Depuis la fenêtre du premier étage du tribunal de Benghazi, la place du bord de mer est toujours animée comme aux premiers jours de la révolution. Même s’il y a moins de monde en semaine, on y croise toujours des gens avec les drapeaux noir blanc vert de la Libye pré-Kadhafi, devenu celui des insurgés. Les murs blancs de la vielle ville italienne au bord de la Méditerranée sont toujours couverts de slogans et de caricatures du dictateur comme si un monôme estudiantin était passé par-là, et les rues sont embouteillées de voitures.
Les seuls signes de nervosité dans la capitale de l’insurrection libyenne sont les fréquentes algarades entre jeunes gens et des tirs sporadiques qui résonnent jour et nuit, les deux pour des motifs tout aussi obscurs.
La progression des forces loyales à Kadhafi ces derniers jours dans le fond du golfe de Syrte n’a pas déclenché de panique. La reprise des terminaux pétroliers de Ras Lanouf en fin de semaine dernière, puis de Brega au cours du week-end aurait pourtant dû commencer à affoler la population de la capitale de la révolution libyenne.

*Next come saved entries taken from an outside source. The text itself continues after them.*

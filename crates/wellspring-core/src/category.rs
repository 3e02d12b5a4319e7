//! Owner identity and the fixed set of tracked categories.

use std::{fmt, str::FromStr};

use serde::{Deserialize, Serialize};
use strum::{Display, EnumIter, EnumString, IntoEnumIterator as _, IntoStaticStr};

use crate::{Error, Result};

// ─── OwnerId ─────────────────────────────────────────────────────────────────

/// Stable per-user identifier issued by the external identity provider.
///
/// The value is opaque to this crate; the only constraint is that it is not
/// blank.
#[derive(Debug, Clone, PartialEq, Eq, Hash, PartialOrd, Ord, Serialize)]
#[serde(transparent)]
pub struct OwnerId(String);

impl OwnerId {
  /// Validate and wrap a raw identifier. Surrounding whitespace is trimmed.
  pub fn parse(raw: impl AsRef<str>) -> Result<Self> {
    let trimmed = raw.as_ref().trim();
    if trimmed.is_empty() {
      return Err(Error::EmptyOwner);
    }
    Ok(Self(trimmed.to_owned()))
  }

  pub fn as_str(&self) -> &str { &self.0 }
}

impl fmt::Display for OwnerId {
  fn fmt(&self, f: &mut fmt::Formatter<'_>) -> fmt::Result {
    f.write_str(&self.0)
  }
}

impl<'de> Deserialize<'de> for OwnerId {
  fn deserialize<D: serde::Deserializer<'de>>(
    deserializer: D,
  ) -> Result<Self, D::Error> {
    let raw = String::deserialize(deserializer)?;
    OwnerId::parse(raw).map_err(serde::de::Error::custom)
  }
}

// ─── Category ────────────────────────────────────────────────────────────────

/// A tracked activity kind. Streaks and daily reminders are namespaced by
/// category.
#[derive(
  Debug,
  Clone,
  Copy,
  PartialEq,
  Eq,
  Hash,
  PartialOrd,
  Ord,
  Serialize,
  Deserialize,
  Display,
  EnumIter,
  EnumString,
  IntoStaticStr,
)]
#[serde(rename_all = "lowercase")]
#[strum(serialize_all = "lowercase", ascii_case_insensitive)]
pub enum Category {
  Mood,
  Journal,
  /// Clients send both "habit" and "habits".
  #[serde(alias = "habits")]
  #[strum(to_string = "habit", serialize = "habits")]
  Habit,
}

impl Category {
  /// All categories in reminder order: mood, journal, habit.
  pub fn all() -> impl Iterator<Item = Category> { Category::iter() }

  /// The string stored in the `category` columns.
  pub fn as_str(self) -> &'static str { self.into() }

  /// Parse user input, mapping failures into the crate error type.
  pub fn parse(raw: &str) -> Result<Self> {
    Category::from_str(raw.trim())
      .map_err(|_| Error::UnknownCategory(raw.to_owned()))
  }
}

#[cfg(test)]
mod tests {
  use super::*;

  #[test]
  fn owner_rejects_blank() {
    assert!(matches!(OwnerId::parse("   "), Err(Error::EmptyOwner)));
    assert_eq!(OwnerId::parse(" abc ").unwrap().as_str(), "abc");
  }

  #[test]
  fn owner_deserialize_validates() {
    let ok: OwnerId = serde_json::from_str("\"u1\"").unwrap();
    assert_eq!(ok.as_str(), "u1");
    assert!(serde_json::from_str::<OwnerId>("\"\"").is_err());
  }

  #[test]
  fn category_parse_accepts_aliases_and_case() {
    assert_eq!(Category::parse("mood").unwrap(), Category::Mood);
    assert_eq!(Category::parse("Journal").unwrap(), Category::Journal);
    assert_eq!(Category::parse("habits").unwrap(), Category::Habit);
    assert_eq!(Category::parse("habit").unwrap(), Category::Habit);
    assert!(matches!(
      Category::parse("sleep"),
      Err(Error::UnknownCategory(s)) if s == "sleep"
    ));
  }

  #[test]
  fn category_display_is_canonical() {
    assert_eq!(Category::Habit.to_string(), "habit");
    assert_eq!(Category::Mood.as_str(), "mood");
    let order: Vec<_> = Category::all().collect();
    assert_eq!(order, [Category::Mood, Category::Journal, Category::Habit]);
  }

  #[test]
  fn category_serde_round_trip_uses_lowercase() {
    assert_eq!(
      serde_json::to_string(&Category::Journal).unwrap(),
      "\"journal\""
    );
    let h: Category = serde_json::from_str("\"habits\"").unwrap();
    assert_eq!(h, Category::Habit);
  }
}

« Nous nous sommes repliés, c’est vrai, mais c’est une manœuvre normale dans une guerre du désert », explique Moustapha Gheniani, l’un des porte-parole du Conseil national provisoire de transition. « Kadhafi ne dispose pas de beaucoup d’avions, et n’a que quelques milliers de soldats. Rien de suffisant pour tenir le terrain. Encore moins pour menacer Benghazi », dit-il. « Sa seule capacité est d’effrayer les gens avec ses raids aériens. C’est pour cela que nous avons besoin d’une zone d’exclusion aérienne. »
« Ses lignes de ravitaillement sont trop étendues. Il recherche un match nul. Et à montrer au monde qu’il reprend le contrôle la situation. Il a contrôlé ce pays pendant des années avec une poignée de fidèles, et une absence totale de scrupules. C’est ce qu’il fait encore », estime Moustapha Gheniani. « Mais il est fini. La seule question est de savoir combien de temps il va pouvoir encore tenir, et quels dégâts il va encore pouvoir commettre. »
Moustapha Gheniani continue à considérer Ajdabiya comme une position militaire. Même si sur le terrain, les quelques dispositions prises à l’entrée de la ville, avec de vieux blindés embossés en ligne autour d’une double arche métallique visible à des kilomètres à la ronde, parfait repère pour un réglage d’artillerie, ainsi que l’absence de seconde ligne ou d’obstacles antichars fait un peu douter du sérieux de l’affaire. Sans parler d’éventuelles défenses de Benghazi. « Les journalistes ne voient qu’une petite partie des choses », dit le porte-parole révolutionnaire. « Nous avons aussi des soldats entraînés, qui manœuvrent dans le désert. »
Le discours officiel de l’insurrection rappelle par son déni de la réalité ceux de Kadhafi. Tantôt promettant un bain de sang, tantôt niant tout soulèvement, Kadhafi, moins fou qu’il n’y paraît, ne fait que montrer sa détermination. Les insurgés lui répondent de la même façon.
Ce qui n’est pas totalement dépourvu de sens. Le succès ou l’échec de la révolte n’est pas une affaire de conquête militaire de kilomètres de désert, comme à l’époque où l’Afrikakorps de Rommel et les Britanniques faisaient le va-et-vient le long de la même route désertique, perdant d’un seul coup des centaines de kilomètres de sable avant de les regagner lors de l’offensive suivante. Mais plutôt de l’affrontement de deux volontés, celle du vieux dictateur prêt à tout pour conserver son pouvoir, et des révolutionnaires décidés à le renverser.
Malgré les morts, bien réels ceux-là, et l’importance de certains verrous stratégiques ou d’infrastructures pétrolières, l’issue de la révolution libyenne dépend avant tout de la capacité de l’un ou de l’autre camp à imposer sa vision de la réalité. Et à faire basculer les attentistes dans une lutte où le découragement est la seule véritable défaite.